Task goal: Only some lines are wanted. Transcribe, exactly, the lines below from the line with "let idx = cy" up to and including the line with "Returns cleanup function.".
-- Opening Marker --
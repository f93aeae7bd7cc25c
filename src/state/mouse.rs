//! Mouse Module - Hit grid and click handler registry
//!
//! HitGrid for coordinate-to-control lookup, refilled from each composed
//! screen. Click handlers receive the control under the pointer.
//! Does NOT own stdin (that is the input module).
//!
//! # Example
//!
//! ```ignore
//! use product_catalog::state::mouse;
//!
//! let cleanup = mouse::on_click(|control| {
//!     println!("clicked {:?}", control);
//!     true // Consume event
//! });
//! ```

use std::cell::RefCell;

use crate::view::Control;

// =============================================================================
// TYPES
// =============================================================================

/// Mouse action type
#[derive(Debug, Clone, Copy, PartialEq, Eq)]
pub enum MouseAction {
    Down,
    Up,
    Move,
    Drag,
    Scroll,
}

/// Mouse button
#[derive(Debug, Clone, Copy, Default, PartialEq, Eq)]
pub enum MouseButton {
    Left,
    Middle,
    Right,
    #[default]
    None,
}

/// Mouse event
#[derive(Debug, Clone, PartialEq)]
pub struct MouseEvent {
    pub action: MouseAction,
    pub button: MouseButton,
    /// X coordinate (0-indexed)
    pub x: u16,
    /// Y coordinate (0-indexed)
    pub y: u16,
}

impl MouseEvent {
    pub fn new(action: MouseAction, button: MouseButton, x: u16, y: u16) -> Self {
        Self { action, button, x, y }
    }

    /// Create a mouse down event
    pub fn down(button: MouseButton, x: u16, y: u16) -> Self {
        Self::new(MouseAction::Down, button, x, y)
    }
}

// =============================================================================
// HIT GRID - O(1) Coordinate to Control Lookup
// =============================================================================

/// A grid for O(1) mouse hit detection.
pub struct HitGrid {
    width: u16,
    height: u16,
    cells: Vec<Option<Control>>,
}

impl HitGrid {
    pub fn new(width: u16, height: u16) -> Self {
        Self {
            width,
            height,
            cells: vec![None; width as usize * height as usize],
        }
    }

    pub fn size(&self) -> (u16, u16) {
        (self.width, self.height)
    }

    /// Resize the grid, clearing all contents.
    pub fn resize(&mut self, width: u16, height: u16) {
        self.width = width;
        self.height = height;
        self.cells.resize(width as usize * height as usize, None);
        self.clear();
    }

    pub fn clear(&mut self) {
        self.cells.fill(None);
    }

    /// Fill a rectangle, clipped to the grid.
    pub fn fill_rect(&mut self, x: u16, y: u16, width: u16, height: u16, control: Control) {
        let x_end = x.saturating_add(width).min(self.width);
        let y_end = y.saturating_add(height).min(self.height);
        for cy in y..y_end {
            for cx in x..x_end {
                let idx = cy as usize * self.width as usize + cx as usize;
                self.cells[idx] = Some(control);
            }
        }
    }

    pub fn get(&self, x: u16, y: u16) -> Option<Control> {
        if x >= self.width || y >= self.height {
            return None;
        }
        self.cells[y as usize * self.width as usize + x as usize]
    }
}

// =============================================================================
// STATE
// =============================================================================

type ClickHandler = Box<dyn Fn(Control) -> bool>;

thread_local! {
    static HIT_GRID: RefCell<HitGrid> = RefCell::new(HitGrid::new(0, 0));
    static CLICK_HANDLERS: RefCell<(usize, Vec<(usize, ClickHandler)>)> = RefCell::new((0, Vec::new()));
}

pub fn resize_hit_grid(width: u16, height: u16) {
    HIT_GRID.with(|g| g.borrow_mut().resize(width, height));
}

pub fn hit_grid_size() -> (u16, u16) {
    HIT_GRID.with(|g| g.borrow().size())
}

pub fn clear_hit_grid() {
    HIT_GRID.with(|g| g.borrow_mut().clear());
}

pub fn fill_hit_rect(x: u16, y: u16, width: u16, height: u16, control: Control) {
    HIT_GRID.with(|g| g.borrow_mut().fill_rect(x, y, width, height, control));
}

/// Control under (x, y), if any.
pub fn hit_test(x: u16, y: u16) -> Option<Control> {
    HIT_GRID.with(|g| g.borrow().get(x, y))
}

// =============================================================================
// DISPATCH
// =============================================================================

/// Subscribe to clicks on controls. Returns cleanup function.
pub fn on_click<F>(handler: F) -> impl FnOnce()
where
    F: Fn(Control) -> bool + 'static,
{
    let id = CLICK_HANDLERS.with(|h| {
        let mut h = h.borrow_mut();
        let id = h.0;
        h.0 += 1;
        h.1.push((id, Box::new(handler)));
        id
    });

    move || {
        CLICK_HANDLERS.with(|h| h.borrow_mut().1.retain(|(handler_id, _)| *handler_id != id));
    }
}

/// Dispatch a mouse event. Left button down over a control is a click.
/// Returns true if a handler consumed it.
pub fn dispatch(event: MouseEvent) -> bool {
    if event.action != MouseAction::Down || event.button != MouseButton::Left {
        return false;
    }
    let Some(control) = hit_test(event.x, event.y) else {
        return false;
    };

    CLICK_HANDLERS.with(|h| {
        let h = h.borrow();
        h.1.iter().any(|(_, handler)| handler(control))
    })
}

/// Reset mouse state (for testing)
pub fn reset_mouse_state() {
    HIT_GRID.with(|g| *g.borrow_mut() = HitGrid::new(0, 0));
    CLICK_HANDLERS.with(|h| *h.borrow_mut() = (0, Vec::new()));
}

#[cfg(test)]
mod tests {
    use super::*;
    use std::cell::Cell;
    use std::rc::Rc;

    #[test]
    fn test_hit_grid() {
        let mut grid = HitGrid::new(10, 10);
        assert_eq!(grid.get(5, 5), None);

        grid.fill_rect(2, 2, 4, 4, Control::ResetAll);
        assert_eq!(grid.get(3, 3), Some(Control::ResetAll));
        assert_eq!(grid.get(5, 5), Some(Control::ResetAll));
        assert_eq!(grid.get(0, 0), None);
        assert_eq!(grid.get(8, 8), None);

        grid.clear();
        assert_eq!(grid.get(3, 3), None);
    }

    #[test]
    fn test_hit_grid_clips() {
        let mut grid = HitGrid::new(4, 2);
        grid.fill_rect(2, 1, 10, 10, Control::SearchField);
        assert_eq!(grid.get(3, 1), Some(Control::SearchField));
        assert_eq!(grid.get(4, 1), None);
    }

    #[test]
    fn test_click_dispatch() {
        reset_mouse_state();
        resize_hit_grid(20, 5);
        fill_hit_rect(0, 0, 5, 1, Control::AllUsers);

        let clicked = Rc::new(Cell::new(None));
        let clicked_clone = clicked.clone();
        let cleanup = on_click(move |control| {
            clicked_clone.set(Some(control));
            true
        });

        // Right button and empty cells are ignored.
        assert!(!dispatch(MouseEvent::down(MouseButton::Right, 1, 0)));
        assert!(!dispatch(MouseEvent::down(MouseButton::Left, 10, 3)));
        assert_eq!(clicked.get(), None);

        assert!(dispatch(MouseEvent::down(MouseButton::Left, 2, 0)));
        assert_eq!(clicked.get(), Some(Control::AllUsers));

        cleanup();
        assert!(!dispatch(MouseEvent::down(MouseButton::Left, 2, 0)));
    }
}
//! Catalog entities.
//!
//! Field names serialize in camelCase so fixture files keep the shape the
//! data module has always produced (`ownerId`, `categoryId`).

use serde::{Deserialize, Serialize};

/// Numeric identifier shared by all three collections.
pub type Id = u32;

/// User sex marker. Only drives the color of the user cell.
#[derive(Debug, Clone, Copy, PartialEq, Eq, Hash, Serialize, Deserialize)]
pub enum Sex {
    #[serde(rename = "m")]
    Male,
    #[serde(rename = "f")]
    Female,
}

impl Sex {
    pub fn as_str(&self) -> &'static str {
        match self {
            Self::Male => "m",
            Self::Female => "f",
        }
    }
}

#[derive(Debug, Clone, PartialEq, Eq, Serialize, Deserialize)]
pub struct User {
    pub id: Id,
    pub name: String,
    pub sex: Sex,
}

#[derive(Debug, Clone, PartialEq, Eq, Serialize, Deserialize)]
#[serde(rename_all = "camelCase")]
pub struct Category {
    pub id: Id,
    pub title: String,
    /// Single glyph shown before the title.
    pub icon: String,
    pub owner_id: Id,
}

#[derive(Debug, Clone, PartialEq, Eq, Serialize, Deserialize)]
#[serde(rename_all = "camelCase")]
pub struct Product {
    pub id: Id,
    pub name: String,
    pub category_id: Id,
}

/// A product joined with its category and that category's owner.
///
/// `user` is always `None` when `category` is `None`.
#[derive(Debug, Clone, PartialEq, Eq, Serialize)]
#[serde(rename_all = "camelCase")]
pub struct ProductView {
    pub id: Id,
    pub name: String,
    pub category_id: Id,
    pub category: Option<Category>,
    pub user: Option<User>,
}

impl ProductView {
    /// Name of the resolved owner, if any.
    pub fn user_name(&self) -> Option<&str> {
        self.user.as_ref().map(|u| u.name.as_str())
    }
}

#[cfg(test)]
mod tests {
    use super::*;

    #[test]
    fn test_category_uses_camel_case() {
        let category: Category =
            serde_json::from_str(r#"{"id":3,"title":"Fruits","icon":"🍏","ownerId":2}"#).unwrap();
        assert_eq!(category.owner_id, 2);
        assert_eq!(category.icon, "🍏");
    }

    #[test]
    fn test_sex_wire_values() {
        let user: User = serde_json::from_str(r#"{"id":1,"name":"Anna","sex":"f"}"#).unwrap();
        assert_eq!(user.sex, Sex::Female);
        assert_eq!(user.sex.as_str(), "f");

        let bad = serde_json::from_str::<User>(r#"{"id":1,"name":"X","sex":"x"}"#);
        assert!(bad.is_err());
    }

    #[test]
    fn test_user_name_absent() {
        let view = ProductView {
            id: 1,
            name: "Milk".to_string(),
            category_id: 9,
            category: None,
            user: None,
        };
        assert_eq!(view.user_name(), None);
    }
}
//! Tracing subscriber setup.
//!
//! The interactive screen owns stdout and stderr, so it only logs when
//! `--log-file` is given. One-shot modes log to stderr.

use std::fs::File;
use std::sync::Mutex;

use tracing_subscriber::EnvFilter;

use crate::config::Config;
use crate::error::{CatalogError, Result};

fn env_filter(directives: &str) -> EnvFilter {
    EnvFilter::try_new(directives).unwrap_or_else(|_| EnvFilter::new("info"))
}

/// Install the global subscriber for this run.
///
/// A subscriber that is already installed is kept.
pub fn init(config: &Config) -> Result<()> {
    let filter = env_filter(&config.log_filter);

    let installed = match &config.log_file {
        Some(path) => {
            let file = File::create(path).map_err(|source| CatalogError::Io {
                path: path.clone(),
                source,
            })?;
            tracing_subscriber::fmt()
                .with_env_filter(filter)
                .with_ansi(false)
                .with_writer(Mutex::new(file))
                .try_init()
        }
        None if config.mode.is_one_shot() => tracing_subscriber::fmt()
            .with_env_filter(filter)
            .with_writer(std::io::stderr)
            .try_init(),
        None => return Ok(()),
    };

    if installed.is_ok() {
        tracing::debug!(filter = %config.log_filter, "logging initialized");
    }
    Ok(())
}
-- Closing Marker --
Solution to the problem:
                let idx = cy as usize * self.width as usize + cx as usize;
                self.cells[idx] = Some(control);
            }
        }
    }

    pub fn get(&self, x: u16, y: u16) -> Option<Control> {
        if x >= self.width || y >= self.height {
            return None;
        }
        self.cells[y as usize * self.width as usize + x as usize]
    }
}

// =============================================================================
// STATE
// =============================================================================

type ClickHandler = Box<dyn Fn(Control) -> bool>;

thread_local! {
    static HIT_GRID: RefCell<HitGrid> = RefCell::new(HitGrid::new(0, 0));
    static CLICK_HANDLERS: RefCell<(usize, Vec<(usize, ClickHandler)>)> = RefCell::new((0, Vec::new()));
}

pub fn resize_hit_grid(width: u16, height: u16) {
    HIT_GRID.with(|g| g.borrow_mut().resize(width, height));
}

pub fn hit_grid_size() -> (u16, u16) {
    HIT_GRID.with(|g| g.borrow().size())
}

pub fn clear_hit_grid() {
    HIT_GRID.with(|g| g.borrow_mut().clear());
}

pub fn fill_hit_rect(x: u16, y: u16, width: u16, height: u16, control: Control) {
    HIT_GRID.with(|g| g.borrow_mut().fill_rect(x, y, width, height, control));
}

/// Control under (x, y), if any.
pub fn hit_test(x: u16, y: u16) -> Option<Control> {
    HIT_GRID.with(|g| g.borrow().get(x, y))
}

// =============================================================================
// DISPATCH
// =============================================================================

/// Subscribe to clicks on controls. Returns cleanup function.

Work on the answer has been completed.